Kahle Schädel, Knarren und Kritik an Corporate America: in der alternativen Musikszene der USA findet zusammen, was im Kongress entzweit ist. Eine politmusikalische Spurensuche zwischen Zürich, Waco (TX) und Sydney.

«The Times, They Are A-Changin»
Buzz «King Buzzo» Osborne, photographiert von Mackie Osborne.

Wenn in den Vereinigten Staaten von Amerika gewählt wird, werden die rebellischen Konservativen der Tea-Party-Bewegung wieder für Gesprächsstoff sorgen. Fast könnte es scheinen, als stünden sich in Amerika zwei unversöhnliche, einander ausschliessende Lager gegenüber – hier die progressiven Menschenfreunde, die eine auf Ausgleich bedachte Gesellschaft formen möchten, dort die konservativen Rednecks, die den Armen keine Krankenversicherung gönnen und luftige Ideale wie Stärke, Freiheit und Eigenverantwortung über die Gebote der Vernunft stellen. Die Realität indes ist komplexer – und interessanter. Ein Blick auf die alternativen Strömungen der US-amerikanischen Rockmusik beispielsweise zeigt, wie eng dort progressives und konservatives Gedankengut verwoben sind. Es gibt eben nicht nur rebellische Konservative. Sondern auch konservative Rebellen. Konservativ zumindest, was bestimmte Werte der liberaldemokratischen, angloamerikanischen Tradition betrifft.

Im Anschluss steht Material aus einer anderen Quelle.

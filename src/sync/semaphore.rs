//! Counted permit semaphore with bounded acquisition.
//!
//! Gates concurrent lane creation on the highway.

use std::sync::{Condvar, Mutex};
use std::time::{Duration, Instant};

/// A semaphore handing out up to `capacity` permits.
pub struct Semaphore {
    available: Mutex<u32>,
    cvar: Condvar,
}

impl Semaphore {
    /// Create a semaphore with the given permit capacity.
    pub fn new(capacity: u32) -> Self {
        Self {
            available: Mutex::new(capacity),
            cvar: Condvar::new(),
        }
    }

    /// Acquire one permit, waiting up to `timeout_ms` (negative = forever).
    ///
    /// Returns `None` if the wait expired.
    pub fn acquire_timeout(&self, timeout_ms: i64) -> Option<Permit<'_>> {
        let mut available = self.available.lock().expect("semaphore lock poisoned");

        if timeout_ms < 0 {
            while *available == 0 {
                available = self.cvar.wait(available).expect("semaphore lock poisoned");
            }
        } else {
            let deadline = Instant::now() + Duration::from_millis(timeout_ms as u64);
            while *available == 0 {
                let remaining = deadline.saturating_duration_since(Instant::now());
                if remaining.is_zero() {
                    return None;
                }
                let (guard, _timed_out) = self
                    .cvar
                    .wait_timeout(available, remaining)
                    .expect("semaphore lock poisoned");
                available = guard;
            }
        }

        *available -= 1;
        Some(Permit { semaphore: self })
    }

    fn release(&self) {
        let mut available = self.available.lock().expect("semaphore lock poisoned");
        *available += 1;
        self.cvar.notify_one();
    }
}

/// RAII permit; releasing happens on drop.
pub struct Permit<'a> {
    semaphore: &'a Semaphore,
}

impl Drop for Permit<'_> {
    fn drop(&mut self) {
        self.semaphore.release();
    }
}

#[cfg(test)]
mod tests {
    use super::*;
    use std::sync::Arc;

    #[test]
    fn test_acquire_and_release() {
        let sem = Semaphore::new(1);
        let permit = sem.acquire_timeout(0);
        assert!(permit.is_some());

        // Second acquire fails while the permit is held.
        assert!(sem.acquire_timeout(0).is_none());

        drop(permit);
        assert!(sem.acquire_timeout(0).is_some());
    }

    #[test]
    fn test_waiters_wake_on_release() {
        let sem = Arc::new(Semaphore::new(1));
        let held = sem.acquire_timeout(-1).unwrap();

        let sem2 = Arc::clone(&sem);
        let waiter = std::thread::spawn(move || sem2.acquire_timeout(2000).is_some());

        std::thread::sleep(Duration::from_millis(20));
        drop(held);
        assert!(waiter.join().unwrap());
    }
}
//! Byte-size helpers for settings, logs and tests.

/// Convert kilobytes to bytes.
#[inline]
pub const fn kb(n: usize) -> usize {
    n * 1024
}

/// Convert megabytes to bytes.
#[inline]
pub const fn mb(n: usize) -> usize {
    n * 1024 * 1024
}

/// Convert gigabytes to bytes.
#[inline]
pub const fn gb(n: usize) -> usize {
    n * 1024 * 1024 * 1024
}

/// Format a byte count as a human-readable string.
pub fn format_bytes(bytes: usize) -> String {
    const UNITS: [(usize, &str); 3] = [(1 << 30, "GB"), (1 << 20, "MB"), (1 << 10, "KB")];

    for (scale, unit) in UNITS {
        if bytes >= scale {
            return format!("{:.2} {}", bytes as f64 / scale as f64, unit);
        }
    }
    format!("{} B", bytes)
}

#[cfg(test)]
mod tests {
    use super::*;

    #[test]
    fn test_size_conversions() {
        assert_eq!(kb(2), 2048);
        assert_eq!(mb(1), 1024 * 1024);
        assert_eq!(gb(1), 1024 * 1024 * 1024);
    }

    #[test]
    fn test_format_bytes() {
        assert_eq!(format_bytes(12), "12 B");
        assert_eq!(format_bytes(1536), "1.50 KB");
        assert_eq!(format_bytes(mb(3)), "3.00 MB");
        assert_eq!(format_bytes(gb(2)), "2.00 GB");
    }
}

Im Februar dieses Jahres sitzt Ruyter Suys rauchend in einem Wohnwagen hinter dem Club Bogen F in Zürich, auf dem Kopf eine Mütze aus den Fellen irgendwelcher kleiner Tiere, die Beine wie zum Ausgleich in Leggins mit vegetabilem Dekor. Suys spielt die Leadgitarre bei einer der derzeit besten und witzigsten Rockbands: Nashville Pussy aus Atlanta, Georgia. «In Europa läuft es gut für uns, was sich über Amerika leider nicht sagen lässt. Allein unser Bandname hat in den amerikanischen Medien keine Chance.» Die Mission der 1996 gegründeten Two-boys-two-girls-Band ist es, wider den Stachel der Political Correctness zu löcken – mit hitzigem Rock’n’Roll, Outlaw-Image, Drogen- und Sex-Lyrik, Südstaatensymbolen und Suys’ freizügiger Bühnenshow, die Alice Schwarzer wohl als Backlash in den tiefsten Sexismus werten würde. Überhaupt läge es nahe, sogenannt reaktionäres Gedankengut hinter Nashville Pussy zu vermuten. Weit gefehlt.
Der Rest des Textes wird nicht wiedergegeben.